@Datta Nimmaturi @Gavrish Prabhu. 2 March 2024
Contents
A new model from mistral.ai. It ranks just behind GPT4 on MMLU. Though I’m not a real fan of MMLU, this achievement is still commendable. There isn’t a paper yet. Maybe soon?
Also, this model correctly answers the “Pound of feathers vs Kilo of bricks” question but fails to answer Le Cunn’s 7 gears problem
And as usual, this is instruction tuned and also tuned to function calling.
With this, mistral slowly is moving away from Open Source(weights) AI. They rebranded their models to Tiny(7B), Small (8*7B), Medium (70B) and Large.
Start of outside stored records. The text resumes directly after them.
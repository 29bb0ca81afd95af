//! Wayproxy - web archive replay/record proxy.
//!
//! This crate backs the `wayproxy` binary: configuration loading and the
//! collection management commands. The proxy itself lives in
//! `wayproxy-proxy`.

pub mod commands;
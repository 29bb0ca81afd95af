//! Error types for the core crate.

use thiserror::Error;

/// Errors raised while loading or validating configuration.
///
/// Configuration errors are fatal at router construction time.
#[derive(Debug, Error)]
pub enum ConfigError {
    /// Failed to read the configuration file.
    #[error("failed to read config: {0}")]
    Read(#[from] std::io::Error),

    /// Failed to parse the configuration file.
    #[error("failed to parse config: {0}")]
    Parse(#[from] toml::de::Error),

    /// Collection name is empty or contains path-unsafe characters.
    #[error("invalid collection name: {0:?}")]
    InvalidCollection(String),

    /// Proxy prefix could not be parsed into a route.
    #[error("invalid proxy prefix: {0:?}")]
    InvalidPrefix(String),

    /// A record route was requested while recording is disabled.
    #[error("route {0:?} records but recording is disabled")]
    RecordingDisabled(String),

    /// Any other invalid option.
    #[error("invalid option: {0}")]
    Invalid(String),
}

/// Errors raised while converting between datetime formats.
#[derive(Debug, Error, PartialEq, Eq)]
pub enum TimestampError {
    /// Not an RFC 1123 / RFC 2822 HTTP date.
    #[error("invalid HTTP date: {0:?}")]
    InvalidHttpDate(String),

    /// Not a 14-digit archive timestamp.
    #[error("invalid timestamp: {0:?}")]
    InvalidTimestamp(String),

    /// Not a WARC-Date value.
    #[error("invalid WARC date: {0:?}")]
    InvalidWarcDate(String),
}

/// Result type for configuration operations.
pub type Result<T> = std::result::Result<T, ConfigError>;
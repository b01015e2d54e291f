//! # Operations layer (§4.J)
//! Safety-net CRUD over the repository layer: per-key reentrant locking with a timeout,
//! structured [`OperationResult`] reporting, dry-run mode, bulk operations, and the
//! conflict-aware import pipeline.
mod executor;
mod import;
mod lock;
mod result;

pub use executor::{BulkOptions, OperationExecutor};
pub use import::{run_import, ConflictStrategy, ImportOptions, ImportOutcome, ImportStage};
pub use lock::{KeyGuard, KeyLocks};
pub use result::{OperationKind, OperationResult};
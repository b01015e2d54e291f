//! arXiv identifier format validation (§4.C). Covers both the modern `YYMM.NNNNN[vN]` scheme
//! (April 2007 onward) and the legacy `archive.subject-class/YYMMNNN` scheme.
use regex::Regex;
use std::sync::LazyLock;

use crate::entry::{Severity, ValidationResult};

static MODERN_RE: LazyLock<Regex> =
    LazyLock::new(|| Regex::new(r"^\d{2}(0[1-9]|1[0-2])\.\d{4,5}(v\d+)?$").expect("static arXiv regex"));
static LEGACY_RE: LazyLock<Regex> = LazyLock::new(|| {
    Regex::new(r"^[a-z-]+(\.[A-Z]{2})?/\d{7}(v\d+)?$").expect("static arXiv legacy regex")
});
static PREFIX_RE: LazyLock<Regex> =
    LazyLock::new(|| Regex::new(r"(?i)^(arxiv:|https?://arxiv\.org/abs/)").expect("static arXiv prefix regex"));

pub fn validate_arxiv(value: &str) -> ValidationResult {
    let trimmed = PREFIX_RE.replace(value.trim(), "");
    if MODERN_RE.is_match(&trimmed) || LEGACY_RE.is_match(&trimmed) {
        ValidationResult::ok("eprint", value)
    } else {
        ValidationResult::invalid(
            "eprint",
            Some(value.to_owned()),
            Severity::Error,
            "arXiv identifier does not match a recognized scheme",
        )
    }
}

#[cfg(test)]
mod tests {
    use super::*;

    #[test]
    fn accepts_modern_identifier() {
        assert!(validate_arxiv("2101.00001").valid);
        assert!(validate_arxiv("arXiv:2101.00001v2").valid);
    }

    #[test]
    fn accepts_legacy_identifier() {
        assert!(validate_arxiv("hep-th/9901001").valid);
    }

    #[test]
    fn rejects_malformed_identifier() {
        assert!(!validate_arxiv("not an id").valid);
    }

    #[test]
    fn strips_the_abs_url_prefix() {
        assert!(validate_arxiv("https://arxiv.org/abs/2101.00001").valid);
    }

    #[test]
    fn rejects_an_out_of_range_month() {
        assert!(!validate_arxiv("2113.00001").valid);
    }
}
use std::collections::{BTreeMap, BTreeSet};

use chrono::{DateTime, Utc};
use serde::{Deserialize, Serialize};

/// Reading status for an entry (§3).
#[derive(Debug, Clone, Copy, PartialEq, Eq, Default, Serialize, Deserialize)]
#[serde(rename_all = "lowercase")]
pub enum ReadStatus {
    #[default]
    Unread,
    Reading,
    Read,
    Skimmed,
}

/// Importance level for an entry (§3).
#[derive(Debug, Clone, Copy, PartialEq, Eq, Default, Serialize, Deserialize)]
#[serde(rename_all = "lowercase")]
pub enum Importance {
    Low,
    #[default]
    Normal,
    High,
    Critical,
}

/// Sidecar record for an entry key (§3, §4.I). `get_metadata` on the metadata store returns
/// an existing record or a freshly constructed [`EntryMetadata::default`]; defaults are not
/// persisted until explicitly saved.
#[derive(Debug, Clone, PartialEq, Serialize, Deserialize)]
pub struct EntryMetadata {
    pub entry_key: String,
    pub tags: BTreeSet<String>,
    pub rating: Option<u8>,
    pub read_status: ReadStatus,
    pub read_date: Option<DateTime<Utc>>,
    pub importance: Importance,
    pub notes_count: usize,
    pub collections: BTreeSet<String>,
    pub custom_fields: BTreeMap<String, String>,
    pub created_at: DateTime<Utc>,
    pub modified_at: DateTime<Utc>,
}

impl EntryMetadata {
    pub fn new(entry_key: impl Into<String>) -> Self {
        let now = Utc::now();
        Self {
            entry_key: entry_key.into(),
            tags: BTreeSet::new(),
            rating: None,
            read_status: ReadStatus::default(),
            read_date: None,
            importance: Importance::default(),
            notes_count: 0,
            collections: BTreeSet::new(),
            custom_fields: BTreeMap::new(),
            created_at: now,
            modified_at: now,
        }
    }

    /// Set the rating, clamping into `[1, 5]` (§3). Passing `None` clears it.
    pub fn set_rating(&mut self, rating: Option<u8>) {
        self.rating = rating.map(|r| r.clamp(1, 5));
        self.modified_at = Utc::now();
    }
}
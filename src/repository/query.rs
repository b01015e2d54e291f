//! The fluent query builder (§4.H).
use crate::entry::Entry;

/// A comparison operator supported by [`Query::where_clause`] (§4.H).
#[derive(Debug, Clone, Copy, PartialEq, Eq)]
pub enum Operator {
    Eq,
    Ne,
    Lt,
    Le,
    Gt,
    Ge,
    In,
    Contains,
}

#[derive(Debug, Clone)]
struct WhereClause {
    field: String,
    op: Operator,
    values: Vec<String>,
}

#[derive(Debug, Clone)]
struct OrderKey {
    field: String,
    ascending: bool,
}

/// A fluent, in-memory query over a set of entries: `where_clause`/`where_in`/`order_by`/
/// `limit`/`offset` (§4.H). Execution loads all candidate entries, filters them in memory,
/// sorts by the ordering keys (a stable multi-sort applied in reverse registration order so
/// the first [`Query::order_by`] call remains the primary sort key), then applies
/// offset/limit.
#[derive(Debug, Clone, Default)]
pub struct Query {
    wheres: Vec<WhereClause>,
    order: Vec<OrderKey>,
    limit: Option<usize>,
    offset: usize,
}

impl Query {
    pub fn new() -> Self {
        Self::default()
    }

    /// Filter by `field`'s stringified value and `op`. String fields compare lexically;
    /// `Lt`/`Le`/`Gt`/`Ge` compare numerically when both sides parse as a number.
    pub fn where_clause(mut self, field: impl Into<String>, op: Operator, value: impl Into<String>) -> Self {
        self.wheres.push(WhereClause { field: field.into(), op, values: vec![value.into()] });
        self
    }

    /// Filter where `field`'s value is one of `values` (§4.H "where-in").
    pub fn where_in(mut self, field: impl Into<String>, values: Vec<String>) -> Self {
        self.wheres.push(WhereClause { field: field.into(), op: Operator::In, values });
        self
    }

    pub fn order_by(mut self, field: impl Into<String>, ascending: bool) -> Self {
        self.order.push(OrderKey { field: field.into(), ascending });
        self
    }

    pub fn limit(mut self, n: usize) -> Self {
        self.limit = Some(n);
        self
    }

    pub fn offset(mut self, n: usize) -> Self {
        self.offset = n;
        self
    }

    fn matches(&self, entry: &Entry) -> bool {
        self.wheres.iter().all(|clause| {
            let value = field_value(entry, &clause.field);
            match clause.op {
                Operator::Eq => value.as_deref() == Some(clause.values[0].as_str()),
                Operator::Ne => value.as_deref() != Some(clause.values[0].as_str()),
                Operator::Lt => compare(value.as_deref(), &clause.values[0]).is_some_and(|o| o.is_lt()),
                Operator::Le => compare(value.as_deref(), &clause.values[0]).is_some_and(|o| o.is_le()),
                Operator::Gt => compare(value.as_deref(), &clause.values[0]).is_some_and(|o| o.is_gt()),
                Operator::Ge => compare(value.as_deref(), &clause.values[0]).is_some_and(|o| o.is_ge()),
                Operator::In => value.is_some_and(|v| clause.values.iter().any(|c| c == &v)),
                Operator::Contains => value.is_some_and(|v| v.contains(&clause.values[0])),
            }
        })
    }

    /// Run the query against `entries`.
    pub fn execute(&self, entries: &[Entry]) -> Vec<Entry> {
        let mut results: Vec<Entry> = entries.iter().filter(|e| self.matches(e)).cloned().collect();

        for key in self.order.iter().rev() {
            results.sort_by(|a, b| {
                let ordering = compare(field_value(a, &key.field).as_deref(), &field_value(b, &key.field).unwrap_or_default())
                    .unwrap_or(std::cmp::Ordering::Equal);
                if key.ascending {
                    ordering
                } else {
                    ordering.reverse()
                }
            });
        }

        let start = self.offset.min(results.len());
        let end = match self.limit {
            Some(n) => start.saturating_add(n).min(results.len()),
            None => results.len(),
        };
        results[start..end].to_vec()
    }
}

fn field_value(entry: &Entry, field: &str) -> Option<String> {
    if field == "key" {
        return Some(entry.key.as_str().to_owned());
    }
    if field == "type" {
        return Some(entry.entry_type.as_str().to_owned());
    }
    entry.fields.get(field)
}

fn compare(lhs: Option<&str>, rhs: &str) -> Option<std::cmp::Ordering> {
    let lhs = lhs?;
    match (lhs.parse::<f64>(), rhs.parse::<f64>()) {
        (Ok(l), Ok(r)) => l.partial_cmp(&r),
        _ => Some(lhs.cmp(rhs)),
    }
}

#[cfg(test)]
mod tests {
    use super::*;
    use crate::entry::{EntryKey, EntryType, Fields};

    fn entry(key: &str, year: &str, author: &str) -> Entry {
        let mut fields = Fields::default();
        fields.set("year", year);
        fields.set("author", author);
        Entry::new(EntryKey::new(key).unwrap(), EntryType::Article, fields)
    }

    #[test]
    fn filters_by_equality() {
        let entries = vec![entry("a", "2020", "Smith"), entry("b", "2024", "Doe")];
        let results = Query::new().where_clause("year", Operator::Eq, "2024").execute(&entries);
        assert_eq!(results.len(), 1);
        assert_eq!(results[0].key.as_str(), "b");
    }

    #[test]
    fn numeric_comparison_on_year() {
        let entries = vec![entry("a", "2020", "Smith"), entry("b", "2024", "Doe")];
        let results = Query::new().where_clause("year", Operator::Gt, "2021").execute(&entries);
        assert_eq!(results.len(), 1);
        assert_eq!(results[0].key.as_str(), "b");
    }

    #[test]
    fn order_by_then_limit_offset() {
        let entries = vec![entry("a", "2020", "Smith"), entry("b", "2024", "Doe"), entry("c", "2022", "Lee")];
        let results = Query::new().order_by("year", true).execute(&entries);
        let years: Vec<_> = results.iter().map(|e| e.fields.year).collect();
        assert_eq!(years, vec![Some(2020), Some(2022), Some(2024)]);

        let page = Query::new().order_by("year", true).offset(1).limit(1).execute(&entries);
        assert_eq!(page.len(), 1);
        assert_eq!(page[0].key.as_str(), "c");
    }

    #[test]
    fn primary_order_by_call_wins_ties() {
        let mut a = entry("a", "2020", "Zeta");
        a.fields.set("journal", "J1");
        let mut b = entry("b", "2020", "Alpha");
        b.fields.set("journal", "J1");
        let entries = vec![a, b];
        // primary: author ascending; year is a (non-discriminating) secondary key
        let results = Query::new().order_by("author", true).order_by("year", true).execute(&entries);
        assert_eq!(results[0].key.as_str(), "b");
    }
}
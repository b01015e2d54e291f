//! Quality-report cache (§4.D "Hit-rate statistics are reported"): keyed on a content hash of
//! the entry so an unchanged entry's validation results are never recomputed, with a bounded
//! LRU eviction policy and running hit/miss counters.
use std::collections::hash_map::DefaultHasher;
use std::collections::{HashMap, VecDeque};
use std::hash::{Hash, Hasher};

use crate::entry::{Entry, ValidationResult};

fn content_hash(entry: &Entry) -> u64 {
    let mut hasher = DefaultHasher::new();
    entry.key.as_str().hash(&mut hasher);
    entry.entry_type.as_str().hash(&mut hasher);
    for (name, value) in entry.fields.iter() {
        name.hash(&mut hasher);
        value.hash(&mut hasher);
    }
    hasher.finish()
}

/// Cache hit/miss counters, exposed to callers as a hit rate (§4.D).
#[derive(Debug, Clone, Copy, Default, PartialEq)]
pub struct CacheStats {
    pub hits: u64,
    pub misses: u64,
}

impl CacheStats {
    pub fn hit_rate(&self) -> f64 {
        let total = self.hits + self.misses;
        if total == 0 {
            0.0
        } else {
            self.hits as f64 / total as f64
        }
    }
}

/// An LRU cache of quality-check results, keyed by entry content hash.
pub struct QualityCache {
    capacity: usize,
    order: VecDeque<u64>,
    entries: HashMap<u64, Vec<ValidationResult>>,
    stats: CacheStats,
}

impl QualityCache {
    pub fn new(capacity: usize) -> Self {
        Self {
            capacity: capacity.max(1),
            order: VecDeque::new(),
            entries: HashMap::new(),
            stats: CacheStats::default(),
        }
    }

    pub fn stats(&self) -> CacheStats {
        self.stats
    }

    /// Return the cached result for `entry`, or compute it with `compute` and cache it.
    pub fn get_or_compute(
        &mut self,
        entry: &Entry,
        compute: impl FnOnce(&Entry) -> Vec<ValidationResult>,
    ) -> Vec<ValidationResult> {
        let key = content_hash(entry);
        if let Some(cached) = self.entries.get(&key) {
            self.stats.hits += 1;
            self.touch(key);
            return cached.clone();
        }
        self.stats.misses += 1;
        let result = compute(entry);
        self.insert(key, result.clone());
        result
    }

    fn touch(&mut self, key: u64) {
        if let Some(pos) = self.order.iter().position(|k| *k == key) {
            self.order.remove(pos);
        }
        self.order.push_back(key);
    }

    fn insert(&mut self, key: u64, value: Vec<ValidationResult>) {
        if self.entries.len() >= self.capacity && !self.entries.contains_key(&key) {
            if let Some(oldest) = self.order.pop_front() {
                self.entries.remove(&oldest);
            }
        }
        self.entries.insert(key, value);
        self.touch(key);
    }
}
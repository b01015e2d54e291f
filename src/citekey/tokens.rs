//! Token extractors for citation key generation (§4.F): pull a single key component out of an
//! [`Entry`] for a given pattern token.
use crate::entry::Entry;

use super::sanitize::transliterate;

pub const STOPWORDS: &[&str] = &[
    "a", "an", "and", "as", "at", "by", "for", "from", "in", "of", "on", "or", "the", "to",
    "with", "about", "after", "before", "between", "during", "through", "under", "over", "into",
    "onto",
];

fn clean_text(text: &str) -> String {
    text.chars()
        .map(|c| if c.is_alphanumeric() || c.is_whitespace() { c } else { ' ' })
        .collect()
}

/// `{author}`/`{author:N}`: the first author's last name, optionally clamped to `N` characters.
pub fn extract_author(entry: &Entry, chars: Option<usize>, max_author_chars: usize) -> String {
    let authors = entry.authors();
    let Some(first) = authors.first() else { return "anonymous".to_owned() };

    if first.starts_with('{') && first.ends_with('}') && first.len() > 1 {
        let org = &first[1..first.len() - 1];
        let words: Vec<&str> = org.split_whitespace().collect();
        let acronym: String = words.iter().filter_map(|w| w.chars().next()).filter(|c| c.is_uppercase()).collect();
        return if !acronym.is_empty() {
            acronym.to_lowercase()
        } else {
            words.first().map(|w| w.to_lowercase()).unwrap_or_else(|| "org".to_owned())
        };
    }

    let last_name = if let Some((last, _)) = first.split_once(',') {
        last.trim().to_owned()
    } else {
        first.split_whitespace().last().unwrap_or("anonymous").to_owned()
    };

    let transliterated = transliterate(&last_name);
    let cleaned: String = transliterated.chars().filter(|c| c.is_ascii_alphabetic() || *c == '-').collect();
    let limit = chars.unwrap_or(max_author_chars);
    cleaned.chars().take(limit).collect()
}

/// `{authors}`/`{authors:N}`: the lowercase initial of up to `N` authors' last names.
pub fn extract_authors(entry: &Entry, count: Option<usize>) -> String {
    let mut authors = entry.authors();
    if let Some(count) = count {
        authors.truncate(count);
    }
    let mut initials = String::new();
    for author in &authors {
        let initial = if author.starts_with('{') && author.ends_with('}') && author.len() > 1 {
            author[1..author.len() - 1].split_whitespace().next().and_then(|w| w.chars().next())
        } else if let Some((last, _)) = author.split_once(',') {
            last.trim().chars().next()
        } else {
            author.split_whitespace().last().and_then(|w| w.chars().next())
        };
        if let Some(c) = initial {
            initials.push(c.to_ascii_lowercase());
        }
    }
    initials
}

/// `{year}`/`{year:2}`: full year, or its last two digits.
pub fn extract_year(entry: &Entry, digits: Option<usize>) -> String {
    let Some(year) = entry.fields.year else { return "nd".to_owned() };
    let year_str = year.to_string();
    match digits {
        Some(2) if year_str.len() >= 2 => year_str[year_str.len() - 2..].to_owned(),
        _ => year_str,
    }
}

/// `{title}`/`{title:N}`: the first significant (non-stopword, long-enough) word of the
/// title, optionally clamped to `N` characters.
pub fn extract_title(entry: &Entry, chars: Option<usize>, min_title_chars: usize) -> String {
    let Some(title) = &entry.fields.title else { return String::new() };
    let cleaned = clean_text(title);
    let words: Vec<&str> = cleaned.split_whitespace().collect();
    let chosen = words
        .iter()
        .find(|w| !STOPWORDS.contains(&w.to_lowercase().as_str()) && w.len() >= min_title_chars)
        .or_else(|| words.first());
    match (chosen, chars) {
        (Some(w), Some(n)) => w.chars().take(n).collect(),
        (Some(w), None) => (*w).to_owned(),
        (None, _) => String::new(),
    }
}

/// `{word}`/`{word:N}`: the Nth significant (1-indexed) word of the title.
pub fn extract_word(entry: &Entry, position: Option<usize>, min_title_chars: usize) -> String {
    let Some(title) = &entry.fields.title else { return String::new() };
    let cleaned = clean_text(title);
    let words: Vec<&str> = cleaned
        .split_whitespace()
        .filter(|w| {
            !STOPWORDS.contains(&w.to_lowercase().as_str())
                && w.len() >= min_title_chars
                && !w.chars().all(|c| c.is_ascii_digit())
        })
        .collect();
    match position {
        Some(p) if p > 0 && p <= words.len() => words[p - 1].to_owned(),
        _ => words.first().map(|w| (*w).to_owned()).unwrap_or_default(),
    }
}

/// `{journal}`/`{journal:N}`: first `N` characters of the journal name, or the first two words
/// joined if it looks like an acronym-style abbreviation (e.g. "IEEE Trans.").
pub fn extract_journal(entry: &Entry, chars: Option<usize>) -> String {
    let Some(journal) = &entry.fields.journal else { return String::new() };
    let cleaned = clean_text(journal);
    let words: Vec<&str> = cleaned.split_whitespace().collect();
    if words.is_empty() {
        return String::new();
    }
    if words.iter().take(3).all(|w| w.chars().all(|c| c.is_uppercase()) && w.len() <= 4) {
        return words.iter().take(2).map(|w| w.to_lowercase()).collect();
    }
    let joined: String = words.join("");
    match chars {
        Some(n) => joined.chars().take(n).collect(),
        None => joined.chars().take(4).collect(),
    }
}

#[cfg(test)]
mod tests {
    use super::*;
    use crate::entry::{EntryKey, EntryType, Fields};

    fn entry_with(author: &str, year: &str, title: &str) -> Entry {
        let mut fields = Fields::default();
        fields.set("author", author);
        fields.set("year", year);
        fields.set("title", title);
        Entry::new(EntryKey::new("x").unwrap(), EntryType::Article, fields)
    }

    #[test]
    fn extracts_last_name_from_comma_form() {
        let e = entry_with("Smith, John", "2024", "A Study of Widgets");
        assert_eq!(extract_author(&e, None, 20), "Smith");
    }

    #[test]
    fn extracts_last_name_from_natural_form() {
        let e = entry_with("John Smith", "2024", "A Study of Widgets");
        assert_eq!(extract_author(&e, None, 20), "Smith");
    }

    #[test]
    fn clamps_year_to_two_digits() {
        let e = entry_with("Smith, John", "2024", "Widgets");
        assert_eq!(extract_year(&e, Some(2)), "24");
    }

    #[test]
    fn title_skips_stopwords() {
        let e = entry_with("Smith, John", "2024", "The Quantum Mechanics of Widgets");
        assert_eq!(extract_title(&e, None, 3), "Quantum");
    }

    #[test]
    fn missing_author_falls_back_to_anonymous() {
        let e = entry_with("", "2024", "Widgets");
        assert_eq!(extract_author(&e, None, 20), "anonymous");
    }
}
A 2.3B param foundation model trained on videos from the internet. This model generates Playable (imagine Mario or Sonic) worlds from text and image/photograph/sketch as input. The videos and the actions aren’t annotated but the models still learn to understand the mapping.
The name Genie appears to be an amalgamation of Generative Interactive Environments.
This acts as a starting step in generating action video pairs for further training agents. And things will only get better from here on. Remember, CLIP was used in training DALLE2.
The best part is, this isn’t just restricted to game agents. You can take videos of robots performing tasks and this model can learn action space mapping to emulate that. Infact, they mention the same in the paper. Cool huh.
Another emergent capability is emulating Parallax. Nearer objects move more than farther. Infact, if you properly see SORA generated videos, you can observe the same. This has existed as a side effect or emergent capability ever since the days of GAN based video generators.